Guess Who I Bumped Into

collision--an accelerated impact of two or more objects, two or more persons, an unlimited number of persons and objects/bodies. A vital dramatic verb--you might even think of it as an intransigent verb--collide refers to the very clashes of individuals, agendas, and conventional behavior that informs and buoys story. Collision is conflict living in the immediate moment, so much so that you can hear the clink of body armor, the sighs of exasperation, the grunts of frustration.

In everyday life, individuals bump into one another, mumble a brief apology (for they are truly sorry), then move on. In story, individuals who are already late for some significant event do not merely bump, they collide. Tempers flare. Frustration sprays rampant like a dropped garden hose turned at full power.

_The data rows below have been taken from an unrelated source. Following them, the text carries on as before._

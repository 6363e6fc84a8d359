use crate::DecodeError;

/// Cursor over an untrusted byte slice. Every read is bounds-checked and a
/// failed read consumes nothing.
#[derive(Debug, Clone, Copy)]
pub struct Reader<'a> {
    input: &'a [u8],
    consumed: usize,
}

impl<'a> Reader<'a> {
    pub const fn new(input: &'a [u8]) -> Self {
        Self { input, consumed: 0 }
    }

    /// Octets consumed so far.
    pub const fn position(&self) -> usize {
        self.consumed
    }

    pub const fn remaining(&self) -> usize {
        self.input.len()
    }

    pub const fn is_empty(&self) -> bool {
        self.input.is_empty()
    }

    pub fn peek_u8(&self) -> Result<u8, DecodeError> {
        self.input.first().copied().ok_or(DecodeError::UnexpectedEof)
    }

    pub fn read_u8(&mut self) -> Result<u8, DecodeError> {
        let [byte] = self.read_array::<1>()?;
        Ok(byte)
    }

    pub fn read_exact(&mut self, len: usize) -> Result<&'a [u8], DecodeError> {
        if len > self.input.len() {
            return Err(DecodeError::UnexpectedEof);
        }
        let (head, tail) = self.input.split_at(len);
        self.input = tail;
        self.consumed += len;
        Ok(head)
    }

    fn read_array<const N: usize>(&mut self) -> Result<[u8; N], DecodeError> {
        let mut out = [0u8; N];
        out.copy_from_slice(self.read_exact(N)?);
        Ok(out)
    }

    /// Consumes and returns everything not read yet.
    pub fn rest(&mut self) -> &'a [u8] {
        let rest = self.input;
        self.consumed += rest.len();
        self.input = &[];
        rest
    }

    pub fn read_be_u16(&mut self) -> Result<u16, DecodeError> {
        self.read_array().map(u16::from_be_bytes)
    }

    pub fn read_be_u32(&mut self) -> Result<u32, DecodeError> {
        self.read_array().map(u32::from_be_bytes)
    }

    /// Fails with [`DecodeError::TrailingData`] unless the input is exhausted.
    pub fn expect_end(&self) -> Result<(), DecodeError> {
        match self.input {
            [] => Ok(()),
            _ => Err(DecodeError::TrailingData),
        }
    }
}
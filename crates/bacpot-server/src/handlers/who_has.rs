use super::Indication;
use crate::response::ServiceResponse;
use bacpot_core::services::who_has::{IHaveRequest, WhoHasObject, WhoHasRequest};

/// Answers with I-Have for the first owned object matching the identifier
/// or name. The device object itself is not a candidate.
pub fn handle<'a>(request: &WhoHasRequest<'_>, indication: &Indication<'a>) -> ServiceResponse<'a> {
    let device = indication.device;
    if !request.matches(device.instance()) {
        log::info!(
            "who-has from {} for {:?} does not cover device {}",
            indication.source,
            request.range,
            device.instance()
        );
        return ServiceResponse::NoReply;
    }

    let found = match request.object {
        WhoHasObject::ObjectId(id) => device.objects().iter().find(|object| object.id() == id),
        WhoHasObject::ObjectName(name) => device.find_object_by_name(name),
    };
    let Some(object) = found else {
        log::info!(
            "who-has from {} for {:?}: no such object",
            indication.source,
            request.object
        );
        return ServiceResponse::NoReply;
    };

    log::info!(
        "who-has from {}: answering i-have {} `{}`",
        indication.source,
        object.id(),
        object.name()
    );
    ServiceResponse::IHave(IHaveRequest {
        device_id: device.identifier(),
        object_id: object.id(),
        object_name: object.name(),
    })
}
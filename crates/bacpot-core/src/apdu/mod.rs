/// Confirmed-service headers, acknowledgements, errors and rejects.
pub mod confirmed;
/// APDU type discriminant.
pub mod pdu;
/// Unconfirmed-service request header.
pub mod unconfirmed;

pub use confirmed::{BacnetError, ComplexAckHeader, ConfirmedRequestHeader, RejectPdu, Segment};
pub use pdu::ApduType;
pub use unconfirmed::UnconfirmedRequestHeader;
use crate::bip::bvlc::MAX_BIP_FRAME_LEN;
use crate::{DataLink, DataLinkAddress, DataLinkError};
use std::net::SocketAddr;
use std::sync::Arc;
use tokio::net::UdpSocket;
use tokio::sync::Mutex;

/// BACnet/IP UDP socket.
///
/// Clones share the socket. Sends are serialized so concurrent responders
/// never interleave writes on the wire.
#[derive(Debug, Clone)]
pub struct UdpTransport {
    socket: Arc<UdpSocket>,
    send_lock: Arc<Mutex<()>>,
}

impl UdpTransport {
    pub async fn bind(bind_addr: SocketAddr) -> Result<Self, DataLinkError> {
        let socket = UdpSocket::bind(bind_addr).await?;
        socket.set_broadcast(true)?;
        log::debug!("bound BACnet/IP socket on {}", socket.local_addr()?);
        Ok(Self {
            socket: Arc::new(socket),
            send_lock: Arc::new(Mutex::new(())),
        })
    }

    pub fn local_addr(&self) -> Result<SocketAddr, DataLinkError> {
        self.socket.local_addr().map_err(DataLinkError::Io)
    }
}

impl DataLink for UdpTransport {
    async fn send(&self, address: DataLinkAddress, payload: &[u8]) -> Result<(), DataLinkError> {
        if payload.len() > MAX_BIP_FRAME_LEN {
            return Err(DataLinkError::FrameTooLarge(payload.len()));
        }
        let _guard = self.send_lock.lock().await;
        self.socket
            .send_to(payload, address.as_socket_addr())
            .await?;
        Ok(())
    }

    async fn recv(&self, buf: &mut [u8]) -> Result<(usize, DataLinkAddress), DataLinkError> {
        let (n, src) = self.socket.recv_from(buf).await?;
        Ok((n, DataLinkAddress::Ip(src)))
    }
}
use bacpot_core::types::{ErrorClass, ErrorCode, ObjectId, PropertyId};
use std::path::PathBuf;
use thiserror::Error;

/// A broken template. Always fatal at startup.
#[derive(Debug, Error)]
pub enum ConfigError {
    #[error("failed to read template {path}: {source}")]
    Io {
        path: PathBuf,
        #[source]
        source: std::io::Error,
    },
    #[error("invalid template JSON: {0}")]
    Json(#[from] serde_json::Error),
    #[error("unknown object type `{0}`")]
    UnknownObjectType(String),
    #[error("{object_type} objects have no property `{key}`")]
    UnknownProperty { object_type: String, key: String },
    #[error("property `{key}` is computed and cannot be configured")]
    ComputedProperty { key: String },
    #[error("bad value for `{key}`: {reason}")]
    InvalidValue { key: String, reason: String },
    #[error("{0} record has no object identifier")]
    MissingIdentifier(String),
    #[error("object {0} has no object name")]
    MissingName(ObjectId),
    #[error("object identifier {0} registered twice")]
    DuplicateIdentifier(ObjectId),
    #[error("object name `{0}` registered twice")]
    DuplicateName(String),
}

/// Why a single property read failed.
#[derive(Debug, Clone, Copy, PartialEq, Eq, Error)]
pub enum ReadError {
    #[error("unknown property {0}")]
    UnknownProperty(PropertyId),
    #[error("property {0} is not an array")]
    PropertyIsNotAnArray(PropertyId),
    #[error("array index {index} out of range for {property}")]
    InvalidArrayIndex { property: PropertyId, index: u32 },
}

impl ReadError {
    pub const fn error_class(&self) -> ErrorClass {
        ErrorClass::Property
    }

    pub const fn error_code(&self) -> ErrorCode {
        match self {
            Self::UnknownProperty(_) => ErrorCode::UnknownProperty,
            Self::PropertyIsNotAnArray(_) => ErrorCode::PropertyIsNotAnArray,
            Self::InvalidArrayIndex { .. } => ErrorCode::InvalidArrayIndex,
        }
    }
}
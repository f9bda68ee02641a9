//! CLI output formatting.
//!
//! Every reporting concern is a pure `format_*` function returning
//! `Vec<String>`, paired with a `print_*` wrapper that writes the lines to
//! stdout. Formatting stays testable; only the wrappers touch I/O.
//!
//! ```text
//! Duplicate file (skipped): packs/a-b (1).png
//! Rename failed (manifest keeps planned name): packs/c-d.png: permission denied
//!
//! 2 emojis accepted (1 duplicate skipped, 1 renamed)
//! Manifest: packs/meta.json
//! ```

use crate::plan::{ImportPlan, RenameFailure};
use std::path::Path;

/// One line per excluded duplicate, in scan order.
pub fn format_duplicates(plan: &ImportPlan) -> Vec<String> {
    plan.duplicates
        .iter()
        .map(|path| format!("Duplicate file (skipped): {}", path.display()))
        .collect()
}

/// One line per failed rename. The manifest keeps the planned name, so the
/// operator is told about the divergence.
pub fn format_rename_failures(failures: &[RenameFailure]) -> Vec<String> {
    failures
        .iter()
        .map(|failure| {
            format!(
                "Rename failed (manifest keeps planned name): {}: {}",
                failure.source.display(),
                failure.message
            )
        })
        .collect()
}

/// Run summary: counts plus the manifest location.
///
/// Renames that failed are not counted as performed.
pub fn format_summary(
    plan: &ImportPlan,
    failures: &[RenameFailure],
    manifest_path: &Path,
) -> Vec<String> {
    let planned = plan.entries.iter().filter(|entry| entry.needs_rename).count();
    let renamed = planned - failures.len();
    let accepted = plan.entries.len();
    let skipped = plan.duplicates.len();

    vec![
        format!(
            "{} emoji{} accepted ({} duplicate{} skipped, {} renamed)",
            accepted,
            if accepted == 1 { "" } else { "s" },
            skipped,
            if skipped == 1 { "" } else { "s" },
            renamed
        ),
        format!("Manifest: {}", manifest_path.display()),
    ]
}

pub fn print_duplicates(plan: &ImportPlan) {
    for line in format_duplicates(plan) {
        println!("{}", line);
    }
}

pub fn print_rename_failures(failures: &[RenameFailure]) {
    for line in format_rename_failures(failures) {
        println!("{}", line);
    }
}

pub fn print_summary(plan: &ImportPlan, failures: &[RenameFailure], manifest_path: &Path) {
    for line in format_summary(plan, failures, manifest_path) {
        println!("{}", line);
    }
}
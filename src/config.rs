//! Import configuration.
//!
//! Handles loading and validating `config.yaml` — the identity of the catalog
//! host plus the default attributes stamped onto every emoji record in a run.
//!
//! ## Config File Schema
//!
//! ```yaml
//! host: example.social
//! emojiParameter:
//!   license: CC0
//!   isSensitive: false
//!   localonly: false
//!   category: misc
//! ```
//!
//! The key spellings are the catalog exporter's wire names and are preserved
//! exactly (`emojiParameter`, `isSensitive`, `localonly`). Every key is
//! required; a config file that is missing, unreadable, or fails to parse
//! aborts the run. Unknown keys are rejected to catch typos early.
//!
//! The loaded value is immutable for the run and injected into the pipeline
//! by `main` — nothing below the CLI reads the config path.

use serde::Deserialize;
use std::fs;
use std::path::Path;
use thiserror::Error;

#[derive(Error, Debug)]
pub enum ConfigError {
    #[error("IO error: {0}")]
    Io(#[from] std::io::Error),
    #[error("YAML parse error: {0}")]
    Yaml(#[from] serde_yaml::Error),
    #[error("Config validation error: {0}")]
    Validation(String),
}

/// Configuration loaded from `config.yaml`.
///
/// All fields are required. Malformed configuration is always fatal,
/// never silently defaulted.
#[derive(Debug, Clone, Deserialize)]
#[serde(deny_unknown_fields)]
pub struct EmojiConfig {
    /// Hostname of the catalog instance the manifest is destined for.
    pub host: String,
    /// Default attributes applied uniformly to every record.
    #[serde(rename = "emojiParameter")]
    pub emoji: EmojiDefaults,
}

/// Per-record defaults from the `emojiParameter` block.
#[derive(Debug, Clone, Deserialize)]
#[serde(deny_unknown_fields)]
pub struct EmojiDefaults {
    pub license: String,
    #[serde(rename = "isSensitive")]
    pub is_sensitive: bool,
    #[serde(rename = "localonly")]
    pub local_only: bool,
    pub category: String,
}

impl EmojiConfig {
    /// Validate values the schema alone cannot reject.
    pub fn validate(&self) -> Result<(), ConfigError> {
        if self.host.trim().is_empty() {
            return Err(ConfigError::Validation("host must not be empty".into()));
        }
        Ok(())
    }
}

/// Load and validate the configuration file at `path`.
pub fn load_config(path: &Path) -> Result<EmojiConfig, ConfigError> {
    let raw = fs::read_to_string(path)?;
    let config: EmojiConfig = serde_yaml::from_str(&raw)?;
    config.validate()?;
    Ok(config)
}
//! Candidate discovery.
//!
//! Walks the image directory through the
//! [`Filesystem`] capability and keeps every file whose extension matches the
//! catalog's allow-list. Everything else — sidecar text files, directories,
//! unlisted extension spellings — is silently skipped.
//!
//! The walk is recursive and its order is deterministic per filesystem
//! (see [`crate::vfs`]), so candidate order — and therefore manifest order —
//! is stable across runs on an unchanged tree.

use crate::vfs::{EntryErrorPolicy, Filesystem, VfsError};
use std::path::{Path, PathBuf};
use thiserror::Error;

#[derive(Error, Debug)]
pub enum ScanError {
    #[error("Directory not found: {0}")]
    RootNotFound(PathBuf),
    #[error("Walk error: {0}")]
    Walk(#[from] VfsError),
}

/// Extensions accepted for import. The match is case-SENSITIVE and exact:
/// these are the spellings the catalog's converter handles, so `.JPG` and
/// `.JPEG` are not candidates.
const IMAGE_EXTENSIONS: &[&str] = &["png", "PNG", "jpg", "jpeg", "gif", "GIF"];

/// Walk `root` and return every candidate image, in walk order.
///
/// Per-entry traversal errors follow `policy`; under
/// [`EntryErrorPolicy::Continue`] an unreadable entry is skipped and the
/// scan keeps going.
pub fn scan<F: Filesystem>(
    fs: &F,
    root: &Path,
    policy: EntryErrorPolicy,
) -> Result<Vec<PathBuf>, ScanError> {
    if !fs.exists(root) {
        return Err(ScanError::RootNotFound(root.to_path_buf()));
    }
    let files = fs.walk(root, policy)?;
    Ok(files.into_iter().filter(|p| is_candidate(p)).collect())
}

/// True when the path's extension matches the allow-list exactly.
pub fn is_candidate(path: &Path) -> bool {
    path.extension()
        .and_then(|ext| ext.to_str())
        .is_some_and(|ext| IMAGE_EXTENSIONS.contains(&ext))
}

#[cfg(test)]
mod tests {
    use super::*;
    use crate::vfs::MemoryFilesystem;
    use std::fs;
    use tempfile::TempDir;

    // =========================================================================
    // Extension classification
    // =========================================================================

    #[test]
    fn allow_listed_extensions_are_candidates() {
        for name in [
            "a.png", "a.PNG", "a.jpg", "a.jpeg", "a.gif", "a.GIF",
        ] {
            assert!(is_candidate(Path::new(name)), "{name} should be accepted");
        }
    }

    #[test]
    fn uppercase_jpg_variants_are_skipped() {
        // The allow-list is exact: .JPG and .JPEG are not on it.
        for name in ["a.JPG", "a.JPEG", "a.Png", "a.Gif"] {
            assert!(!is_candidate(Path::new(name)), "{name} should be skipped");
        }
    }

    #[test]
    fn non_images_are_skipped() {
        for name in ["notes.txt", "meta.json", "archive.zip", "png", "noext"] {
            assert!(!is_candidate(Path::new(name)), "{name} should be skipped");
        }
    }

    // =========================================================================
    // scan()
    // =========================================================================

    #[test]
    fn scan_filters_to_candidates_in_walk_order() {
        let fs_ = MemoryFilesystem::with_files([
            "/r/a.png",
            "/r/b.txt",
            "/r/c.JPG",
            "/r/sub/d.gif",
        ]);
        let found = scan(&fs_, Path::new("/r"), EntryErrorPolicy::Continue).unwrap();
        assert_eq!(
            found,
            vec![PathBuf::from("/r/a.png"), PathBuf::from("/r/sub/d.gif")]
        );
    }

    #[test]
    fn scan_missing_root_is_error() {
        let fs_ = MemoryFilesystem::new();
        let result = scan(&fs_, Path::new("/gone"), EntryErrorPolicy::Continue);
        assert!(matches!(result, Err(ScanError::RootNotFound(_))));
    }

    #[test]
    fn scan_recurses_on_disk() {
        let tmp = TempDir::new().unwrap();
        fs::write(tmp.path().join("top.png"), b"x").unwrap();
        fs::create_dir(tmp.path().join("nested")).unwrap();
        fs::write(tmp.path().join("nested/deep.jpeg"), b"x").unwrap();
        fs::write(tmp.path().join("nested/skip.JPEG"), b"x").unwrap();

        let fs_ = crate::vfs::OsFilesystem;
        let found = scan(&fs_, tmp.path(), EntryErrorPolicy::Continue).unwrap();

        assert_eq!(found.len(), 2);
        assert!(found.iter().any(|p| p.ends_with("top.png")));
        assert!(found.iter().any(|p| p.ends_with("nested/deep.jpeg")));
    }

    #[test]
    fn scan_of_only_non_images_is_empty() {
        let tmp = TempDir::new().unwrap();
        fs::write(tmp.path().join("readme.md"), b"x").unwrap();
        fs::write(tmp.path().join("notes.txt"), b"x").unwrap();

        let fs_ = crate::vfs::OsFilesystem;
        let found = scan(&fs_, tmp.path(), EntryErrorPolicy::Continue).unwrap();
        assert!(found.is_empty());
    }
}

After characters and voice, collision is such an essential ingredient in story that the merest hint of it will arouse reader anticipation; the results of it will send characters and careening merrily and idiosyncratically forth like toothpaste out of a tightly held tube. Story can not only be explained in terms of collision, it is set in motion by the impact of conflict. Imagine the unusually long building known as a linear accelerator, in which minute particles are caused to move about at unimaginable speed before being sent down these long corridors to--you guessed it--collide with other minute particles, which then behave in a multitude of idiosyncratic ways, not the least of which is that they are never the same as before the collision.

A young woman, already a tad late for an interview where she will be considered for a position in a prestigious law firm, collides with a distinguished looking man in the lobby of the building housing the law firm's offices. Of course this is a romance, of course he is the man who is to interview her, of course she thinks he is insufferably rude. This is how characters collide in romances.
They collide in differing ways in the various genera in literary stories they collide out of conscience and lust and jealousy and accident and...what have you.

Collision is what happens on Black Fridays in front of Wal-Mart Stores and again on Boxing Day, where the after Christmas Specials collide with those wanting to return gifts for credits. Collision is the consequence of conflict, its side-effects remain like pesky guests who stay to help with the clean-up but invariably fall asleep on the sofa.

3 comments:

Anonymous said...

It is what to do after a collision I'm less sure about.

Rowena said...

i just had a major collision in my story.

and I encountered the same problem I always do when I am writing the explosion of a conflict.

I go for pages and chapters leading up to the conflict/collision, using lots of details and development and dialog and on and on, and then at the moment-- I rush through and am done.

I have been criticized before for talking around the issue and then slipping right through it when it comes to a head.

Is this to be fixed in revision, or is there some way I can manage it in the first draft? Or doesn't it matter as long as I realize what's happening and attempt to fix it?

Querulous Squirrel said...

My favorite collisions are the ones that occur out of the blue, not precipitated by conflict, a completely random accident that can throw the entire tale off into a different or haywire direction, like a split atom.